== PROVIDED DATA ==

//! HTTP surface: router, handlers, and problem responses.

pub(crate) mod constants;
pub(crate) mod errors;
pub(crate) mod handlers;
/// Router construction and listener host.
pub mod router;
pub(crate) mod state;

pub use router::ExporterServer;
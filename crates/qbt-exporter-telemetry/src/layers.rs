//! `x-request-id` handling for the exporter router.
//!
//! Scrapers rarely send a request id, so one is minted per request; an id
//! supplied by a proxy in front of the exporter is echoed back unchanged.

use tower_http::request_id::{MakeRequestUuid, PropagateRequestIdLayer, SetRequestIdLayer};
use tower_http::trace::{HttpMakeClassifier, TraceLayer};

/// Header the request-id layers read and write.
pub const REQUEST_ID_HEADER: &str = "x-request-id";

/// Layer that mints a UUID request id when the scrape request has none.
#[must_use]
pub fn set_request_id_layer() -> SetRequestIdLayer<MakeRequestUuid> {
    SetRequestIdLayer::x_request_id(MakeRequestUuid)
}

/// Layer that copies the request id onto the scrape response.
#[must_use]
pub fn propagate_request_id_layer() -> PropagateRequestIdLayer {
    PropagateRequestIdLayer::x_request_id()
}

/// Base HTTP trace layer; callers attach their own span and response hooks.
#[must_use]
pub fn http_trace_layer() -> TraceLayer<HttpMakeClassifier> {
    TraceLayer::new_for_http()
}
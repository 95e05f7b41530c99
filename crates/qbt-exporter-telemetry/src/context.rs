//! Application-level span guard.

use tracing::{Span, span::Entered};

use crate::init::build_sha;

/// Guard that keeps the application-level span entered for the lifetime of the process.
pub struct GlobalContextGuard {
    _guard: Entered<'static>,
}

impl GlobalContextGuard {
    /// Enter the application-level tracing span, tagged with the upstream address.
    #[must_use]
    pub fn new(upstream: impl Into<String>) -> Self {
        let upstream = upstream.into();
        let span: &'static Span = Box::leak(Box::new(tracing::info_span!(
            "exporter",
            upstream = %upstream,
            build_sha = %build_sha()
        )));
        let guard = span.enter();
        Self { _guard: guard }
    }
}
//! Startup sequence: logging, upstream login, and the metrics listener.

use std::sync::Arc;

use clap::Parser;
use qbt_exporter_client::QbittorrentClient;
use qbt_exporter_telemetry::{GlobalContextGuard, LoggingConfig, build_sha};
use tracing::{error, info};

use crate::cli::Cli;
use crate::error::{AppError, AppResult};
use crate::http::ExporterServer;
use crate::scrape::exporter_metrics;

/// Entry point for the exporter binary.
///
/// # Errors
///
/// Returns an error if logging cannot be installed, login fails, or the listener stops.
pub async fn run_app() -> AppResult<()> {
    run_app_with(Cli::parse()).await
}

/// Boot the exporter with pre-parsed flags.
///
/// # Errors
///
/// Returns an error if logging cannot be installed, login fails, or the listener stops.
pub async fn run_app_with(cli: Cli) -> AppResult<()> {
    let logging = LoggingConfig {
        level: &cli.log_level,
        format: cli.resolved_log_format(),
        build_sha: build_sha(),
    };
    qbt_exporter_telemetry::init_logging(&logging)
        .map_err(|err| AppError::telemetry("telemetry.init", err))?;
    let _context = GlobalContextGuard::new(cli.address.clone());

    info!("qBittorrent exporter starting");
    let result = launch(&cli).await;
    if let Err(err) = &result {
        error!(error = %err, "exporter terminated with error");
    }
    result
}

pub(crate) async fn launch(cli: &Cli) -> AppResult<()> {
    let addr = cli.bind_addr().await?;
    let telemetry =
        exporter_metrics().map_err(|err| AppError::telemetry("telemetry.metrics", err))?;

    let client = QbittorrentClient::new(&cli.address)
        .map_err(|err| AppError::client("client.new", err))?;
    client
        .login(&cli.username, &cli.password)
        .await
        .map_err(|err| AppError::client("client.login", err))?;
    info!(upstream = %client.base_url(), "logged in to qBittorrent");

    info!(addr = %addr, "launching metrics listener");
    ExporterServer::new(Arc::new(client), telemetry)
        .serve(addr)
        .await
}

===

Nothing but the lines above from the one containing "use crate::http::ExporterServer;" through the one containing "let _context = GlobalContextGuard::new(cli.address.clone());" should appear in the answer, each repeated exactly.

use crate::http::ExporterServer;
use crate::scrape::exporter_metrics;

/// Entry point for the exporter binary.
///
/// # Errors
///
/// Returns an error if logging cannot be installed, login fails, or the listener stops.
pub async fn run_app() -> AppResult<()> {
    run_app_with(Cli::parse()).await
}

/// Boot the exporter with pre-parsed flags.
///
/// # Errors
///
/// Returns an error if logging cannot be installed, login fails, or the listener stops.
pub async fn run_app_with(cli: Cli) -> AppResult<()> {
    let logging = LoggingConfig {
        level: &cli.log_level,
        format: cli.resolved_log_format(),
        build_sha: build_sha(),
    };
    qbt_exporter_telemetry::init_logging(&logging)
        .map_err(|err| AppError::telemetry("telemetry.init", err))?;
    let _context = GlobalContextGuard::new(cli.address.clone());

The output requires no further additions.